- [WORK TO BE COMPLETED]: The material below contains a line with "let slice_size = 8;" and a line with "let mut buf = vec![0u8; 3". Copy exactly those two lines and all lines between them.

- [EXTRACTED ENTRIES]:
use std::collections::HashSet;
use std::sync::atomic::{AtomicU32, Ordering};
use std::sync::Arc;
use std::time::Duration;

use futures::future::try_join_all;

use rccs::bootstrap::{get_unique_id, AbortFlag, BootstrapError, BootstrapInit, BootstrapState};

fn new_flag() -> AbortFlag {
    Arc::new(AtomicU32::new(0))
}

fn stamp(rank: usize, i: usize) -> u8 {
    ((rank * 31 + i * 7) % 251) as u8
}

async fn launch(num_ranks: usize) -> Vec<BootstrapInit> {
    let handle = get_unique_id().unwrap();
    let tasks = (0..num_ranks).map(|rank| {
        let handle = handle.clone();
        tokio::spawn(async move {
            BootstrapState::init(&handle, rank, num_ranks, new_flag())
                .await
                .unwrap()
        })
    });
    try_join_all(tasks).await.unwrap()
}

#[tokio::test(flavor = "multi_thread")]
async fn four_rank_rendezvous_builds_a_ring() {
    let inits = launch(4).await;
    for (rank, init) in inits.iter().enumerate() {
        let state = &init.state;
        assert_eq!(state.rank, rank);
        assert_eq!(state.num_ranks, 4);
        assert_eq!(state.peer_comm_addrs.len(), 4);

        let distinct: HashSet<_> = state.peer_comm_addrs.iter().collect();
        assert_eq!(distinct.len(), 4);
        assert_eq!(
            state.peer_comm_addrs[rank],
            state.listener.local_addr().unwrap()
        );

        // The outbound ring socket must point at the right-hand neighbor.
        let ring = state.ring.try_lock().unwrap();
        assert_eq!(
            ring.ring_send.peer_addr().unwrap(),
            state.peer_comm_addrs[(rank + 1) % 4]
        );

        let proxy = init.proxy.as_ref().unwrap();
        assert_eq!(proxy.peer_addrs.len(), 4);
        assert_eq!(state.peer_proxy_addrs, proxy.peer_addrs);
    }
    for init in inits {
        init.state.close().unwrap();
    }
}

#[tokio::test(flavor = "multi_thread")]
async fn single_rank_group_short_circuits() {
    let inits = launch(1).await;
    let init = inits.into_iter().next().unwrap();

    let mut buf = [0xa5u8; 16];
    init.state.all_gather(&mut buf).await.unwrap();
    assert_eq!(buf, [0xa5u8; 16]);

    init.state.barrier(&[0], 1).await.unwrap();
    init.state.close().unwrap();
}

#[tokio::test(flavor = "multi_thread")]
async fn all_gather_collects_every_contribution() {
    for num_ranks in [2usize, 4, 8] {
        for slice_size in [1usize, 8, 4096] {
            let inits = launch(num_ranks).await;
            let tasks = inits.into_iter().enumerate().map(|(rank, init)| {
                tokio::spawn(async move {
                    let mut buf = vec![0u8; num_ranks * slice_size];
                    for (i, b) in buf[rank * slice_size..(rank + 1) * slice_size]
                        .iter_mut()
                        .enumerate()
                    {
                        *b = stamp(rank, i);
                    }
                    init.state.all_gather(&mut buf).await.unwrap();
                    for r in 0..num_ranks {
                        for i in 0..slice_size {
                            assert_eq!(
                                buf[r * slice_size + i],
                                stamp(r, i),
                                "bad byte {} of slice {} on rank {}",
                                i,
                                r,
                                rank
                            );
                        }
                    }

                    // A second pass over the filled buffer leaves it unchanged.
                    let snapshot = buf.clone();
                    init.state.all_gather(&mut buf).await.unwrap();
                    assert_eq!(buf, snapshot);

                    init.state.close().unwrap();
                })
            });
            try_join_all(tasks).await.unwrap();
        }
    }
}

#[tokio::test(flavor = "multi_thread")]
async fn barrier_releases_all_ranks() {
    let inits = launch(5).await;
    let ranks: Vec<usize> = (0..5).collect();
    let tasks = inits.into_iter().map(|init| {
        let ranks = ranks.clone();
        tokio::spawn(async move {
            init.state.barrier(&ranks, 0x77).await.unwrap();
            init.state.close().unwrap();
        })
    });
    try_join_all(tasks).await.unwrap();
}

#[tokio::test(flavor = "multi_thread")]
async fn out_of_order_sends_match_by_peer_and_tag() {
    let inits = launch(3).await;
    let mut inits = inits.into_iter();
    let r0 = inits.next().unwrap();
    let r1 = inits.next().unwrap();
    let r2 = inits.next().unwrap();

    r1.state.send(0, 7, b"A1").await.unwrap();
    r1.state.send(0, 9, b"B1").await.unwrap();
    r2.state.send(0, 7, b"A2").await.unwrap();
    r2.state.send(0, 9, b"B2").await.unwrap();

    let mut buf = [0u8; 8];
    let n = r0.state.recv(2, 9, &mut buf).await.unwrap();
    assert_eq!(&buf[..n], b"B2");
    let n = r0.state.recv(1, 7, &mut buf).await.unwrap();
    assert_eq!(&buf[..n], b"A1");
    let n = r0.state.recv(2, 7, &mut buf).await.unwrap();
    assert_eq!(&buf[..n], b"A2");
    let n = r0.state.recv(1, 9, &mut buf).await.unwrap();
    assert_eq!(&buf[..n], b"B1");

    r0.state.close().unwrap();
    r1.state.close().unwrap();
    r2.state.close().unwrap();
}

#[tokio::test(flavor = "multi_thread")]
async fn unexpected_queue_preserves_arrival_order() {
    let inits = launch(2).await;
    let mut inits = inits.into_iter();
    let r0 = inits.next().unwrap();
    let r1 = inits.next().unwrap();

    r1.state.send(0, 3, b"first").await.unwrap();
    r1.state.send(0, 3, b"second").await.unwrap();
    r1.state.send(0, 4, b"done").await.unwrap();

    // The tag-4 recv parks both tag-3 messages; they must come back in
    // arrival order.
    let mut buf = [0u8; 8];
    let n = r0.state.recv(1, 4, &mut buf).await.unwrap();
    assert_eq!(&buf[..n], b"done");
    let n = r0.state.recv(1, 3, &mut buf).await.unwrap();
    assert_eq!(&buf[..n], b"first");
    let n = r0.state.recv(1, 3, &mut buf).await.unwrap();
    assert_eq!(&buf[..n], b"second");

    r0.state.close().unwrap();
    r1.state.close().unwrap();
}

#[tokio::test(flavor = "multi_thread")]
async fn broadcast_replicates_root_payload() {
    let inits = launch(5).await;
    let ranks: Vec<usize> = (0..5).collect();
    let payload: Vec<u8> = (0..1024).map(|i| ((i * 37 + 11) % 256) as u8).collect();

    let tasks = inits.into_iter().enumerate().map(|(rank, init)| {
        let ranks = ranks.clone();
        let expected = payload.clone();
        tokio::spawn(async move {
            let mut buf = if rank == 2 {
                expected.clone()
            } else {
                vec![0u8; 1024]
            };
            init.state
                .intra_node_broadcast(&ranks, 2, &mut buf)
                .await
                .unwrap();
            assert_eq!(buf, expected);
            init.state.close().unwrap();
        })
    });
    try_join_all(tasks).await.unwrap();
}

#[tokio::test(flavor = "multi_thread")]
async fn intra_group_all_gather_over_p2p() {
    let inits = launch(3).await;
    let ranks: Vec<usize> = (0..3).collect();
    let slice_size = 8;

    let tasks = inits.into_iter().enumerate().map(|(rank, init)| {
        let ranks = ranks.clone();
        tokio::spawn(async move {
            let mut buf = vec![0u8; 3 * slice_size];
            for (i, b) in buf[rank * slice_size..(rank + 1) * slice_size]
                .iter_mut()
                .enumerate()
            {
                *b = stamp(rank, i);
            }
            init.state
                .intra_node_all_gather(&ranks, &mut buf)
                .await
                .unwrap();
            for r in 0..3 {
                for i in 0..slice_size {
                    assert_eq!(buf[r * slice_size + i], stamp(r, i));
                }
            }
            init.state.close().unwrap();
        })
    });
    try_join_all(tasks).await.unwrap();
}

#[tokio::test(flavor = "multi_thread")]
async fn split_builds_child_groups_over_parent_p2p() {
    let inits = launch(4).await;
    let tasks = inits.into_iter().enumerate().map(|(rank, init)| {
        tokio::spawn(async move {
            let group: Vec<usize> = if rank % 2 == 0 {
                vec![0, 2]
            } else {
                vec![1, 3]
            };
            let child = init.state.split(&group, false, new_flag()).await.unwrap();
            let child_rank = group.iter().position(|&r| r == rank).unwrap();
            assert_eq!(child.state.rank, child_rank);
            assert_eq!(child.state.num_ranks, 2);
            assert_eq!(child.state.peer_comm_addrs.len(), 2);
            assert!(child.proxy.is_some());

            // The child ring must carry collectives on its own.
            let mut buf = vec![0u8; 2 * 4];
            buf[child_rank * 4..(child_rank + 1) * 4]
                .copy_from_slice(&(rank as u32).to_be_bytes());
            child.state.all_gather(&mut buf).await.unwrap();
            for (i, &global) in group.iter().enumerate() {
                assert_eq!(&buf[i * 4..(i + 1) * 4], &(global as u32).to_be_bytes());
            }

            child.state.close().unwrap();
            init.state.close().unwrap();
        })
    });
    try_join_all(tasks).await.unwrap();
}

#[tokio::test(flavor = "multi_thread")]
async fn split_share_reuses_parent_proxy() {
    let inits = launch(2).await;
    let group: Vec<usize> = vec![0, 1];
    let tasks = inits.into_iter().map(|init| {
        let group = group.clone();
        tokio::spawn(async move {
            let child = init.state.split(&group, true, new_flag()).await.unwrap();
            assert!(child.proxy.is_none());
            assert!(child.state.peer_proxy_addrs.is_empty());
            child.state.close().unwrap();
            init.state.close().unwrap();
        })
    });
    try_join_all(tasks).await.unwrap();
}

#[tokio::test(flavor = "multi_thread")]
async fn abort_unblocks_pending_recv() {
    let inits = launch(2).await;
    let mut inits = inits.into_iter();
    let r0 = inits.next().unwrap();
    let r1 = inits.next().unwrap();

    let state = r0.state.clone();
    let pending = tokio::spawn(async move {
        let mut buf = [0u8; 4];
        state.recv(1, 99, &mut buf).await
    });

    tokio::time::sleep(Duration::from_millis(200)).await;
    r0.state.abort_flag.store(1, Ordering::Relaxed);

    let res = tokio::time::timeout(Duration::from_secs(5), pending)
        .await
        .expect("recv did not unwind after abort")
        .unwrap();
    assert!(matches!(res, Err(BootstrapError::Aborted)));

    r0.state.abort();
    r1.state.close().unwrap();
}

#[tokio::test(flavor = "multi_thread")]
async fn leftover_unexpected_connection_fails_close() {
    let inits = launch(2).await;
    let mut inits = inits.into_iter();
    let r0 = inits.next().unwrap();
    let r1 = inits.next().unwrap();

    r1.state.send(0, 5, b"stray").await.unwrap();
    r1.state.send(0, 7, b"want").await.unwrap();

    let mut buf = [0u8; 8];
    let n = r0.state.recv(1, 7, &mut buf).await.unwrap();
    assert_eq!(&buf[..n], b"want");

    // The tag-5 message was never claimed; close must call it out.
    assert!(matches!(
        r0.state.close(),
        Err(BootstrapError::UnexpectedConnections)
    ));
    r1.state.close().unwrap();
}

--

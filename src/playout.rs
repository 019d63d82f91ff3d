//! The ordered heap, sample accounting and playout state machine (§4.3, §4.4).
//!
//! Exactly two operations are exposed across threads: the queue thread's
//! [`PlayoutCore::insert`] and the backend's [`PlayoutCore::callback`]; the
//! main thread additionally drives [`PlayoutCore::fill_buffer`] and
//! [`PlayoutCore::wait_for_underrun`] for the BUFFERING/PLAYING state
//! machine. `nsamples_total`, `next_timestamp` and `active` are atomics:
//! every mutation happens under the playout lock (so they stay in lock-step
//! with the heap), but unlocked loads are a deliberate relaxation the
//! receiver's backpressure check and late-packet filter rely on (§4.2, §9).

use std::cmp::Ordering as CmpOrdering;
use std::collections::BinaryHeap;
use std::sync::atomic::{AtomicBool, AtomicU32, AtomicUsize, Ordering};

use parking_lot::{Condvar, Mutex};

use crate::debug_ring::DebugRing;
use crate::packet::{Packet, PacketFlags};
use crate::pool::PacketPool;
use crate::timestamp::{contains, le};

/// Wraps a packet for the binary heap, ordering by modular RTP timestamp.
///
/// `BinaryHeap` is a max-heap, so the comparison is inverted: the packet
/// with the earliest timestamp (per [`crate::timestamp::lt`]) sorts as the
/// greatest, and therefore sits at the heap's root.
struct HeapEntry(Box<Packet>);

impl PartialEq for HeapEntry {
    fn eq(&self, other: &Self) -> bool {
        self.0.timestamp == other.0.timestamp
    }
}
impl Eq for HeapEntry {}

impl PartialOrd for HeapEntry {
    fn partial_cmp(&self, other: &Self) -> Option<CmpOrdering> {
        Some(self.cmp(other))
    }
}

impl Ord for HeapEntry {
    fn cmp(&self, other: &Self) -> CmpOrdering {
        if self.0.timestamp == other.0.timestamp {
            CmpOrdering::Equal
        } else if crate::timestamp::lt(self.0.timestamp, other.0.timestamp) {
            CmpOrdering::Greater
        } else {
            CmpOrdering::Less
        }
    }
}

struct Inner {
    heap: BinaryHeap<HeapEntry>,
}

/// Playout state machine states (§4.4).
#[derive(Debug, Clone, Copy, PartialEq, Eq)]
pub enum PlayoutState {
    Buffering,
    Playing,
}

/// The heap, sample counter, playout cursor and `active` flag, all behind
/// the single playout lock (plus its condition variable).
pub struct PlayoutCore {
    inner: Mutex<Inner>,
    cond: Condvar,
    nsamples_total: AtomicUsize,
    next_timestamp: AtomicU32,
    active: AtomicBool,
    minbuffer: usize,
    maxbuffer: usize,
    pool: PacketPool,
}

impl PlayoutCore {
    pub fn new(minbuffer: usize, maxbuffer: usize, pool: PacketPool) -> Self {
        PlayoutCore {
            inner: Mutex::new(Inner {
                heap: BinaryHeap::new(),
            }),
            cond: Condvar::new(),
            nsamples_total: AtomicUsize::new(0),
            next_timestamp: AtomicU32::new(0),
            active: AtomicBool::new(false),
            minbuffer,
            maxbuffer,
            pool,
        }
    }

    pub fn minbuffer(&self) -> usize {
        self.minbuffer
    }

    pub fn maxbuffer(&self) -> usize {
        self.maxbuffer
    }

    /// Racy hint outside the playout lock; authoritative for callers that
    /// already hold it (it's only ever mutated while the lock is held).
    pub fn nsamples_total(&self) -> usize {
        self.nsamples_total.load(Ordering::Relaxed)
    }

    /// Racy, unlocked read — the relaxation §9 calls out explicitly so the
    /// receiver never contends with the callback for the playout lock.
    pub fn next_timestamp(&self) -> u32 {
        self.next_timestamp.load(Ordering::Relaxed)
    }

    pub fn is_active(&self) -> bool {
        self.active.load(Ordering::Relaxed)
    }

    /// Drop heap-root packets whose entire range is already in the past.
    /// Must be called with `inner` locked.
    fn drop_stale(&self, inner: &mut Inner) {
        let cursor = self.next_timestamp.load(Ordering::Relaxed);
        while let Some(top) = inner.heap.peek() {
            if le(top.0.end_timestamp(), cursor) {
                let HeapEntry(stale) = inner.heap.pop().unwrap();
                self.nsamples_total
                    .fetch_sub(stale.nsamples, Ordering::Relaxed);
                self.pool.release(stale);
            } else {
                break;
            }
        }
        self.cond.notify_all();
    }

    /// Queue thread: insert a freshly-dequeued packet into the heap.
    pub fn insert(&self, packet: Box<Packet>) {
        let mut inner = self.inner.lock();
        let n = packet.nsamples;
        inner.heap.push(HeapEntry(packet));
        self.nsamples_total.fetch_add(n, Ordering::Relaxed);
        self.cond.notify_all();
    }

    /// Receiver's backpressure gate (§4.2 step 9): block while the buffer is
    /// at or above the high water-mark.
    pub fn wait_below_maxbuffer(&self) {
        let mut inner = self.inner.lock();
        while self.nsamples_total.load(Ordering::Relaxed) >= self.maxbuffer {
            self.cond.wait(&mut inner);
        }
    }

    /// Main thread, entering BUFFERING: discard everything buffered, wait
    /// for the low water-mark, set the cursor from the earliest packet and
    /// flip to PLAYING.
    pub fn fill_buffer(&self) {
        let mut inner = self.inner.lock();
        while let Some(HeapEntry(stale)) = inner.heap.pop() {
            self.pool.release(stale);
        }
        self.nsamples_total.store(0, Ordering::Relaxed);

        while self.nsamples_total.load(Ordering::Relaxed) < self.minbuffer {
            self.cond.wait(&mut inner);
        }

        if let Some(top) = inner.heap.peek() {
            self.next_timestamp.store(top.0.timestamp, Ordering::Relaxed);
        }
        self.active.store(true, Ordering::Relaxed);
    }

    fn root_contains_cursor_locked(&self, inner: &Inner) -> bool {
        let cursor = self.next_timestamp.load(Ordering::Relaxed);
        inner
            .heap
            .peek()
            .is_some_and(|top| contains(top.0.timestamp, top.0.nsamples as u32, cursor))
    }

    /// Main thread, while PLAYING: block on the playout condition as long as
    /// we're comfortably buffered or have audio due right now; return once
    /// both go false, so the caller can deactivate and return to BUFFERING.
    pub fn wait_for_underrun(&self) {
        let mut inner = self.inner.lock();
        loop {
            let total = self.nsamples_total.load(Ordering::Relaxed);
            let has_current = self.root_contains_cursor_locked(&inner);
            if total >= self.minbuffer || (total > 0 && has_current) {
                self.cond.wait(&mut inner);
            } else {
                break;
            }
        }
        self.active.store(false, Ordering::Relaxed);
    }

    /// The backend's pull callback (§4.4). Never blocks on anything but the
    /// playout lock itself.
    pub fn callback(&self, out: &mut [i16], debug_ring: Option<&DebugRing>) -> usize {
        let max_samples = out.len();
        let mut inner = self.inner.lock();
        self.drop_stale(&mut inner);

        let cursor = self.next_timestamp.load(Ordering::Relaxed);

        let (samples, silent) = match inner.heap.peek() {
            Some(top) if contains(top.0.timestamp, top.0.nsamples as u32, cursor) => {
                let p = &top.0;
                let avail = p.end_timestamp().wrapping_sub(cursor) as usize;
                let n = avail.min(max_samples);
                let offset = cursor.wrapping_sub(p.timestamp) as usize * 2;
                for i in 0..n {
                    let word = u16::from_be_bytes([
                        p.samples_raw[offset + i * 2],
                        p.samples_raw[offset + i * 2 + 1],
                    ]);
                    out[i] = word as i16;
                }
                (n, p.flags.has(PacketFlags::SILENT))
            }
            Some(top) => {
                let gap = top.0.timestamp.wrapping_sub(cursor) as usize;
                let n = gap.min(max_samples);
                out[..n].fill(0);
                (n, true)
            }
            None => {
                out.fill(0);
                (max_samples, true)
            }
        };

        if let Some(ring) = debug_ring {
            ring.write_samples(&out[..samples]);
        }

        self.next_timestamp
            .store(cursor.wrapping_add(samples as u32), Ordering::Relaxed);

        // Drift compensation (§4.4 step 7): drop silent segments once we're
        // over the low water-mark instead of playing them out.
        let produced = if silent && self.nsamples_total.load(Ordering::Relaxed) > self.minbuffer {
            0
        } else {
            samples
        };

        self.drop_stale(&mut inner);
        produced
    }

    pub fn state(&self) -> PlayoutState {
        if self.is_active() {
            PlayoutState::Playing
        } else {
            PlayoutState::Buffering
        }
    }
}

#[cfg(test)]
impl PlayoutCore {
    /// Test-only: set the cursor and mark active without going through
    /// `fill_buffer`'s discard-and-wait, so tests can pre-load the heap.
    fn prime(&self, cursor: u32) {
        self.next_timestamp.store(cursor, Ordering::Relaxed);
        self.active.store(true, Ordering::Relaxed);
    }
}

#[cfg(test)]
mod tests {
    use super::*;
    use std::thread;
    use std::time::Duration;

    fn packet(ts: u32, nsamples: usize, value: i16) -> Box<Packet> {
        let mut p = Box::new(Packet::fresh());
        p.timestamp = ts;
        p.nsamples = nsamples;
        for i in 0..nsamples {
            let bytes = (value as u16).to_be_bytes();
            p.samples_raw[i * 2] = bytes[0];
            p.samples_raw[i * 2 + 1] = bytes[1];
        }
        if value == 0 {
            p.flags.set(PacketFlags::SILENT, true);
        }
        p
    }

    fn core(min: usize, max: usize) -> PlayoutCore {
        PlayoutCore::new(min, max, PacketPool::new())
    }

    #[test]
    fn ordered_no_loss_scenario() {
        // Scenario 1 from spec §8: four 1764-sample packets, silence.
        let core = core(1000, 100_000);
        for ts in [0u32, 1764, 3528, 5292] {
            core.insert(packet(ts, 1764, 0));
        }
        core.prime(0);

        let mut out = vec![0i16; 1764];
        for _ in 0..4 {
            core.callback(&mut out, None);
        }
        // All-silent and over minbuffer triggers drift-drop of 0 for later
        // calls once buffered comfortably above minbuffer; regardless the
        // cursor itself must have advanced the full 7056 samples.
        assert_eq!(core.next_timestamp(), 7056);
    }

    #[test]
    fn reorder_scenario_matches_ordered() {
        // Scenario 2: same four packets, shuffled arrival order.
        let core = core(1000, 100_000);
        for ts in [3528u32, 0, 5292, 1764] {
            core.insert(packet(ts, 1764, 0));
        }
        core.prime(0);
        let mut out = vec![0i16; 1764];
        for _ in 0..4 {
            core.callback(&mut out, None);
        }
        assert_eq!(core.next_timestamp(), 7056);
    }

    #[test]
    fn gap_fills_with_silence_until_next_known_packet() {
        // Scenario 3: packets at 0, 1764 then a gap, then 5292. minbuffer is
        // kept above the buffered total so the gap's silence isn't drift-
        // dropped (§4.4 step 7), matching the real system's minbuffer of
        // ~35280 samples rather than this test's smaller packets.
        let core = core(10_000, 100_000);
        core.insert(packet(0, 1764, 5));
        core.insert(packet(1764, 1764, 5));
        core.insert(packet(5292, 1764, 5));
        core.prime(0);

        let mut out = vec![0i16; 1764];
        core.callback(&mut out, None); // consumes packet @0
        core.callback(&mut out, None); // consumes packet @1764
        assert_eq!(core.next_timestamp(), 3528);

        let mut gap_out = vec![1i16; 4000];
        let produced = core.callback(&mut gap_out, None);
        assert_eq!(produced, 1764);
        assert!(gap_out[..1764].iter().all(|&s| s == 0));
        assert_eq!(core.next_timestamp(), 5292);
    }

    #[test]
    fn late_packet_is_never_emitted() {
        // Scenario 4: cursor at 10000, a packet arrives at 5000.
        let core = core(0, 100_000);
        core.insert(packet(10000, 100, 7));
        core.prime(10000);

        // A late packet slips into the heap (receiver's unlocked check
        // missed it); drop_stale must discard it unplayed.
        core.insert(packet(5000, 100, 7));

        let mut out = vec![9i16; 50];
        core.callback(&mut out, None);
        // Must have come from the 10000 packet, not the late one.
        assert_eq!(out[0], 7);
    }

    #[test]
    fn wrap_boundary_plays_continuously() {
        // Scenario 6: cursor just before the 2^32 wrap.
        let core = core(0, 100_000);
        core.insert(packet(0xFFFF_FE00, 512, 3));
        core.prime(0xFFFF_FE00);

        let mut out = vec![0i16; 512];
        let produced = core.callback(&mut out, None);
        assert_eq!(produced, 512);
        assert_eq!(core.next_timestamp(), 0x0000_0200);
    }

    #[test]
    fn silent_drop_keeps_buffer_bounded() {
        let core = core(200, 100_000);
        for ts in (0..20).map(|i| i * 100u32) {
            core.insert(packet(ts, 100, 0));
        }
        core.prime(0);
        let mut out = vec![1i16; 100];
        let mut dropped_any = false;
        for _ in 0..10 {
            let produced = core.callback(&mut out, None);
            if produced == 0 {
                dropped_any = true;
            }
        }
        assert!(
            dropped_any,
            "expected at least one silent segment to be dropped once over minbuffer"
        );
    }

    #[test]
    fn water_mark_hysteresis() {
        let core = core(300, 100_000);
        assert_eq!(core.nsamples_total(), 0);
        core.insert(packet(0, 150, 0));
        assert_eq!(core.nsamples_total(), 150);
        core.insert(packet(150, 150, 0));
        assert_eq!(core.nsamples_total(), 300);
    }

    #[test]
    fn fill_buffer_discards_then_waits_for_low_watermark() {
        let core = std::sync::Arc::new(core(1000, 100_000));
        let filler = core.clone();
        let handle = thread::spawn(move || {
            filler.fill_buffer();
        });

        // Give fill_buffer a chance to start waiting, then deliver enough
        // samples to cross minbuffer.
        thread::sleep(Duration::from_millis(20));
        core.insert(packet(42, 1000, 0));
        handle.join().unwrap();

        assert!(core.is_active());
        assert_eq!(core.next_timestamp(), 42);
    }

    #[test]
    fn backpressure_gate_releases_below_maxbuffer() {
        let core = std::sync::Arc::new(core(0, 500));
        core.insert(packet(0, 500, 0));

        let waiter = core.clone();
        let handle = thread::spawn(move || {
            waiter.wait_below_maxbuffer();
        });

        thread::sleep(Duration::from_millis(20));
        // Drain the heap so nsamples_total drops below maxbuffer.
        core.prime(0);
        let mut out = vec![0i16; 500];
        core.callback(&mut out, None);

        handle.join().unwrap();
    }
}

- [RESULT BELOW]:
    let slice_size = 8;

    let tasks = inits.into_iter().enumerate().map(|(rank, init)| {
        let ranks = ranks.clone();
        tokio::spawn(async move {
            let mut buf = vec![0u8; 3 * slice_size];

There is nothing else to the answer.